▶ [WHAT IS REQUIRED]: The answer is to be one number: the count of lines in this listing that have the string "nTuneFlow".
DATA TO EXAMINE START
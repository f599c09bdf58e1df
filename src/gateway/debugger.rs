//! Interactive debugger for a single plugin.
//!
//! The host connects a WebSocket to `/daw` and drives one [`SessionChannel`]
//! per connection. Every binary frame carries one MessagePack [`Envelope`].
//! Each connection runs three pieces:
//!
//! - a writer task draining an mpsc queue into the socket,
//! - a session task answering caller requests one at a time,
//! - the reader loop, which routes caller replies straight to the
//!   [`CallbackChannel`] so a plugin blocked on a query can be woken while
//!   the session task is busy running it.

use std::future::Future;
use std::sync::atomic::{AtomicU64, Ordering};
use std::sync::Arc;
use std::time::Duration;

use axum::extract::ws::{Message, WebSocket, WebSocketUpgrade};
use axum::extract::State;
use axum::http::HeaderMap;
use axum::response::Response;
use axum::routing::get;
use axum::Router;
use futures::{SinkExt, StreamExt};
use tokio::net::TcpListener;
use tokio::sync::mpsc;
use tracing::{debug, info, warn};

use crate::config::DevkitConfig;
use crate::dispatch::JobDispatcher;
use crate::engine::CallbackChannel;
use crate::error::{DevkitError, Result};
use crate::plugins::{describe_plugin, PluginIdentity, RegisteredPlugin};
use crate::protocol::{Envelope, EnvelopeKind};
use crate::utils::translate::{system_language, translate_label, LabelText};

use super::session::SessionChannel;

/// Path of the debugger socket.
pub const DEBUGGER_PATH: &str = "/daw";

const RULE: &str = "===========================================================================";

#[derive(Clone)]
struct DebuggerState {
    dispatcher: JobDispatcher,
    plugin: RegisteredPlugin,
    callback_timeout: Duration,
    max_message_bytes: usize,
    connections: Arc<AtomicU64>,
}

/// Debug server bound to one plugin of a registry.
pub struct Debugger {
    state: DebuggerState,
}

impl Debugger {
    /// Debug `selected`, or the first plugin of the bundle when `None`.
    pub fn new(
        dispatcher: JobDispatcher,
        selected: Option<&PluginIdentity>,
        config: &DevkitConfig,
    ) -> Result<Self> {
        let plugin = match selected {
            Some(identity) => dispatcher
                .registry()
                .resolve(&identity.provider_id, &identity.plugin_id)?
                .clone(),
            None => dispatcher
                .registry()
                .entries()
                .first()
                .cloned()
                .ok_or_else(|| DevkitError::Config("Bundle contains no plugins".to_string()))?,
        };

        Ok(Self {
            state: DebuggerState {
                dispatcher,
                plugin,
                callback_timeout: config.callback_timeout(),
                max_message_bytes: config.max_body_bytes,
                connections: Arc::new(AtomicU64::new(0)),
            },
        })
    }

    /// The plugin under debugging.
    pub fn plugin(&self) -> &RegisteredPlugin {
        &self.state.plugin
    }

    pub fn router(&self) -> Router {
        Router::new()
            .route(DEBUGGER_PATH, get(handle_upgrade))
            .with_state(self.state.clone())
    }

    /// Bind `config.bind_addr()` and serve until `shutdown` resolves.
    pub async fn serve<F>(self, config: &DevkitConfig, shutdown: F) -> Result<()>
    where
        F: Future<Output = ()> + Send + 'static,
    {
        let listener = TcpListener::bind(config.bind_addr()).await?;
        let addr = listener.local_addr()?;

        info!(
            "\n{}\n",
            describe_plugin(&self.state.plugin.info, &system_language())
        );
        info!(
            "\n{}\n{}\n{}",
            RULE,
            translate_label(&LabelText::localized([
                (
                    "en",
                    "IMPORTANT: Install this plugin in debug mode from the TuneFlow plugin library panel, then run this plugin from the right-click menu specified in the triggers",
                ),
                (
                    "zh",
                    "注意: 从 TuneFlow 库中以debug模式安装此插件，随后即可从各级右键菜单中运行此插件",
                ),
            ])),
            RULE
        );
        info!("Debugger listening on ws://{}{}", addr, DEBUGGER_PATH);

        axum::serve(listener, self.router())
            .with_graceful_shutdown(shutdown)
            .await?;
        Ok(())
    }
}

async fn handle_upgrade(
    ws: WebSocketUpgrade,
    headers: HeaderMap,
    State(state): State<DebuggerState>,
) -> Response {
    let max = state.max_message_bytes;
    ws.max_message_size(max)
        .max_frame_size(max)
        .on_upgrade(move |socket| handle_socket(socket, state, headers))
}

async fn handle_socket(socket: WebSocket, state: DebuggerState, headers: HeaderMap) {
    let session_id = format!(
        "session-{}",
        state.connections.fetch_add(1, Ordering::Relaxed) + 1
    );
    info!(session = %session_id, "\n{}\nTuneFlow connected\n{}", RULE, RULE);

    let (mut sink, mut stream) = socket.split();
    let (outgoing_tx, mut outgoing_rx) = mpsc::unbounded_channel::<Envelope>();

    let writer_session = session_id.clone();
    let writer = tokio::spawn(async move {
        while let Some(envelope) = outgoing_rx.recv().await {
            let bytes = match envelope.encode() {
                Ok(bytes) => bytes,
                Err(e) => {
                    warn!(session = %writer_session, error = %e, "Dropping unencodable envelope");
                    continue;
                }
            };
            if sink.send(Message::Binary(bytes)).await.is_err() {
                break;
            }
        }
    });

    let callbacks = Arc::new(CallbackChannel::new(
        outgoing_tx.clone(),
        state.callback_timeout,
    ));
    let mut channel = SessionChannel::new(
        session_id.clone(),
        state.dispatcher,
        state.plugin,
        Arc::clone(&callbacks),
        headers,
    );

    let (request_tx, mut request_rx) = mpsc::unbounded_channel::<Envelope>();
    tokio::spawn(async move {
        while let Some(request) = request_rx.recv().await {
            let reply = channel.handle(request).await;
            if outgoing_tx.send(reply).is_err() {
                debug!("Caller gone; discarding reply");
                break;
            }
        }
    });

    while let Some(frame) = stream.next().await {
        match frame {
            Ok(Message::Binary(bytes)) => match Envelope::decode(&bytes) {
                Ok(envelope) if envelope.kind == EnvelopeKind::Response => {
                    if !callbacks.resolve(envelope.id, envelope.payload) {
                        debug!(session = %session_id, id = envelope.id, "Reply to unknown query");
                    }
                }
                Ok(envelope) => {
                    if request_tx.send(envelope).is_err() {
                        break;
                    }
                }
                Err(e) => warn!(session = %session_id, error = %e, "Ignoring malformed frame"),
            },
            Ok(Message::Text(_)) => {
                warn!(session = %session_id, "Ignoring text frame; envelopes must be binary")
            }
            Ok(Message::Close(_)) => break,
            Ok(_) => {}
            Err(e) => {
                debug!(session = %session_id, error = %e, "Socket error");
                break;
            }
        }
    }

    // Wake plugins blocked on a query, stop accepting requests and drop
    // whatever the session task still produces.
    callbacks.close();
    drop(request_tx);
    writer.abort();

    info!(
        session = %session_id,
        "\n{}\nTuneFlow disconnected\n\n{}\n{}",
        RULE,
        translate_label(&LabelText::localized([
            (
                "en",
                "IMPORTANT: Please undo the plugin under debugging and re-run it after you restart the DevKit.",
            ),
            (
                "zh",
                "注意: 请在TuneFlow中撤销正在调试的插件，并在DevKit重新启动后重新运行该插件",
            ),
        ])),
        RULE
    );
}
DATA TO EXAMINE END
▶ [EXPECTED ANSWER]: 2